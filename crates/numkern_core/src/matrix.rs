mod algebra;
mod display;

use crate::error::{CalcFailure, MatrixError, Result};
use serde::{Deserialize, Serialize};
use std::ops::{Index, IndexMut};

/// Elements closer than this compare equal in [`Matrix::equals`].
pub const EQUALITY_TOLERANCE: f64 = 1e-6;

#[derive(Debug, Clone, Copy, PartialEq, Serialize, Deserialize)]
#[serde(default)]
pub struct MatrixSettings {
    /// Strict upper bound on the per-element difference of equal matrices.
    pub equality_tolerance: f64,
}

impl Default for MatrixSettings {
    fn default() -> Self {
        Self {
            equality_tolerance: EQUALITY_TOLERANCE,
        }
    }
}

/// A dense row-major matrix. The default value is the empty, incorrect
/// matrix.
///
/// A matrix is *correct* when both dimensions are positive and it holds
/// exactly `rows * columns` elements. Operations reject incorrect operands
/// with [`MatrixError::IncorrectMatrix`] before reading any element.
#[derive(Debug, Clone, Default, Serialize, Deserialize)]
pub struct Matrix {
    rows: usize,
    columns: usize,
    data: Vec<f64>,
}

impl Matrix {
    /// Allocates a zero-filled `rows x columns` matrix.
    pub fn new(rows: i32, columns: i32) -> Result<Self> {
        let rows = positive_dimension(rows)?;
        let columns = positive_dimension(columns)?;
        Ok(Self::zeros(rows, columns))
    }

    /// Builds a matrix from row-major `data`.
    pub fn from_vec(rows: usize, columns: usize, data: Vec<f64>) -> Result<Self> {
        let matrix = Self {
            rows,
            columns,
            data,
        };
        matrix.validate()?;
        Ok(matrix)
    }

    /// Builds a matrix from a slice of equally long rows.
    pub fn from_rows<R: AsRef<[f64]>>(rows: &[R]) -> Result<Self> {
        let columns = rows.first().map_or(0, |row| row.as_ref().len());
        if rows.iter().any(|row| row.as_ref().len() != columns) {
            return Err(MatrixError::IncorrectMatrix);
        }
        let data = rows
            .iter()
            .flat_map(|row| row.as_ref().iter().copied())
            .collect();
        Self::from_vec(rows.len(), columns, data)
    }

    pub fn identity(size: usize) -> Result<Self> {
        if size == 0 {
            return Err(MatrixError::IncorrectMatrix);
        }
        let mut matrix = Self::zeros(size, size);
        for i in 0..size {
            matrix[(i, i)] = 1.0;
        }
        Ok(matrix)
    }

    /// A matrix whose elements, in row-major order, are `start`,
    /// `start + step`, `start + 2 * step`, ...
    pub fn filled(rows: i32, columns: i32, start: f64, step: f64) -> Result<Self> {
        let mut matrix = Self::new(rows, columns)?;
        let mut value = start;
        for element in &mut matrix.data {
            *element = value;
            value += step;
        }
        Ok(matrix)
    }

    /// Caller guarantees both dimensions are positive.
    pub(crate) fn zeros(rows: usize, columns: usize) -> Self {
        Self {
            rows,
            columns,
            data: vec![0.0; rows * columns],
        }
    }

    /// Frees the storage and returns the matrix to the empty state. Calling
    /// it again on an empty matrix does nothing.
    pub fn release(&mut self) {
        *self = Self::default();
    }

    pub fn is_correct(&self) -> bool {
        self.rows > 0
            && self.columns > 0
            && self.rows.checked_mul(self.columns) == Some(self.data.len())
    }

    pub fn validate(&self) -> Result<()> {
        if self.is_correct() {
            Ok(())
        } else {
            Err(MatrixError::IncorrectMatrix)
        }
    }

    pub fn rows(&self) -> usize {
        self.rows
    }

    pub fn columns(&self) -> usize {
        self.columns
    }

    pub fn shape(&self) -> (usize, usize) {
        (self.rows, self.columns)
    }

    pub fn is_square(&self) -> bool {
        self.rows == self.columns
    }

    /// Row-major view of the elements.
    pub fn as_slice(&self) -> &[f64] {
        &self.data
    }

    pub fn get(&self, row: usize, column: usize) -> Option<f64> {
        self.offset(row, column).map(|i| self.data[i])
    }

    pub fn set(&mut self, row: usize, column: usize, value: f64) -> Result<()> {
        self.validate()?;
        let i = self
            .offset(row, column)
            .ok_or(CalcFailure::OutOfBounds { row, column })?;
        self.data[i] = value;
        Ok(())
    }

    fn offset(&self, row: usize, column: usize) -> Option<usize> {
        (self.is_correct() && row < self.rows && column < self.columns)
            .then(|| row * self.columns + column)
    }

    /// Element-wise comparison with [`EQUALITY_TOLERANCE`]. Incorrect
    /// operands and mismatched shapes are never equal.
    pub fn equals(&self, other: &Matrix) -> bool {
        self.approx_eq(other, MatrixSettings::default().equality_tolerance)
    }

    /// True when every pair of corresponding elements differs by strictly
    /// less than `tolerance`.
    pub fn approx_eq(&self, other: &Matrix, tolerance: f64) -> bool {
        self.is_correct()
            && other.is_correct()
            && self.shape() == other.shape()
            && self
                .data
                .iter()
                .zip(&other.data)
                .all(|(a, b)| (a - b).abs() < tolerance)
    }

    pub fn add_matrix(&self, other: &Matrix) -> Result<Matrix> {
        self.zip_with(other, |a, b| a + b)
    }

    pub fn sub_matrix(&self, other: &Matrix) -> Result<Matrix> {
        self.zip_with(other, |a, b| a - b)
    }

    pub fn mul_number(&self, number: f64) -> Result<Matrix> {
        self.validate()?;
        Ok(Matrix {
            rows: self.rows,
            columns: self.columns,
            data: self.data.iter().map(|a| a * number).collect(),
        })
    }

    pub fn mul_matrix(&self, other: &Matrix) -> Result<Matrix> {
        self.validate()?;
        other.validate()?;
        if self.columns != other.rows {
            return Err(self.mismatch(other));
        }

        let mut result = Matrix::zeros(self.rows, other.columns);
        for i in 0..self.rows {
            for j in 0..other.columns {
                let mut accum = 0.0;
                for k in 0..self.columns {
                    accum += self[(i, k)] * other[(k, j)];
                }
                result[(i, j)] = accum;
            }
        }
        Ok(result)
    }

    pub fn transpose(&self) -> Result<Matrix> {
        self.validate()?;
        let mut result = Matrix::zeros(self.columns, self.rows);
        for r in 0..self.rows {
            for c in 0..self.columns {
                result[(c, r)] = self[(r, c)];
            }
        }
        Ok(result)
    }

    fn zip_with(&self, other: &Matrix, op: impl Fn(f64, f64) -> f64) -> Result<Matrix> {
        self.validate()?;
        other.validate()?;
        if self.shape() != other.shape() {
            return Err(self.mismatch(other));
        }
        Ok(Matrix {
            rows: self.rows,
            columns: self.columns,
            data: self
                .data
                .iter()
                .zip(&other.data)
                .map(|(&a, &b)| op(a, b))
                .collect(),
        })
    }

    fn mismatch(&self, other: &Matrix) -> MatrixError {
        CalcFailure::DimensionMismatch {
            left: self.shape(),
            right: other.shape(),
        }
        .into()
    }
}

fn positive_dimension(value: i32) -> Result<usize> {
    usize::try_from(value)
        .ok()
        .filter(|&n| n > 0)
        .ok_or(MatrixError::IncorrectMatrix)
}

impl Index<(usize, usize)> for Matrix {
    type Output = f64;

    fn index(&self, (row, column): (usize, usize)) -> &f64 {
        assert!(
            row < self.rows && column < self.columns,
            "index ({row}, {column}) out of bounds for {}x{} matrix",
            self.rows,
            self.columns
        );
        &self.data[row * self.columns + column]
    }
}

impl IndexMut<(usize, usize)> for Matrix {
    fn index_mut(&mut self, (row, column): (usize, usize)) -> &mut f64 {
        assert!(
            row < self.rows && column < self.columns,
            "index ({row}, {column}) out of bounds for {}x{} matrix",
            self.rows,
            self.columns
        );
        &mut self.data[row * self.columns + column]
    }
}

■ **Prompt**:
Above are some records; copy exactly the lines from the one with "dimensions are positive." through the one with "are never equal.", both included, and no others.

■ **Response below**:
    /// Caller guarantees both dimensions are positive.
    pub(crate) fn zeros(rows: usize, columns: usize) -> Self {
        Self {
            rows,
            columns,
            data: vec![0.0; rows * columns],
        }
    }

    /// Frees the storage and returns the matrix to the empty state. Calling
    /// it again on an empty matrix does nothing.
    pub fn release(&mut self) {
        *self = Self::default();
    }

    pub fn is_correct(&self) -> bool {
        self.rows > 0
            && self.columns > 0
            && self.rows.checked_mul(self.columns) == Some(self.data.len())
    }

    pub fn validate(&self) -> Result<()> {
        if self.is_correct() {
            Ok(())
        } else {
            Err(MatrixError::IncorrectMatrix)
        }
    }

    pub fn rows(&self) -> usize {
        self.rows
    }

    pub fn columns(&self) -> usize {
        self.columns
    }

    pub fn shape(&self) -> (usize, usize) {
        (self.rows, self.columns)
    }

    pub fn is_square(&self) -> bool {
        self.rows == self.columns
    }

    /// Row-major view of the elements.
    pub fn as_slice(&self) -> &[f64] {
        &self.data
    }

    pub fn get(&self, row: usize, column: usize) -> Option<f64> {
        self.offset(row, column).map(|i| self.data[i])
    }

    pub fn set(&mut self, row: usize, column: usize, value: f64) -> Result<()> {
        self.validate()?;
        let i = self
            .offset(row, column)
            .ok_or(CalcFailure::OutOfBounds { row, column })?;
        self.data[i] = value;
        Ok(())
    }

    fn offset(&self, row: usize, column: usize) -> Option<usize> {
        (self.is_correct() && row < self.rows && column < self.columns)
            .then(|| row * self.columns + column)
    }

    /// Element-wise comparison with [`EQUALITY_TOLERANCE`]. Incorrect
    /// operands and mismatched shapes are never equal.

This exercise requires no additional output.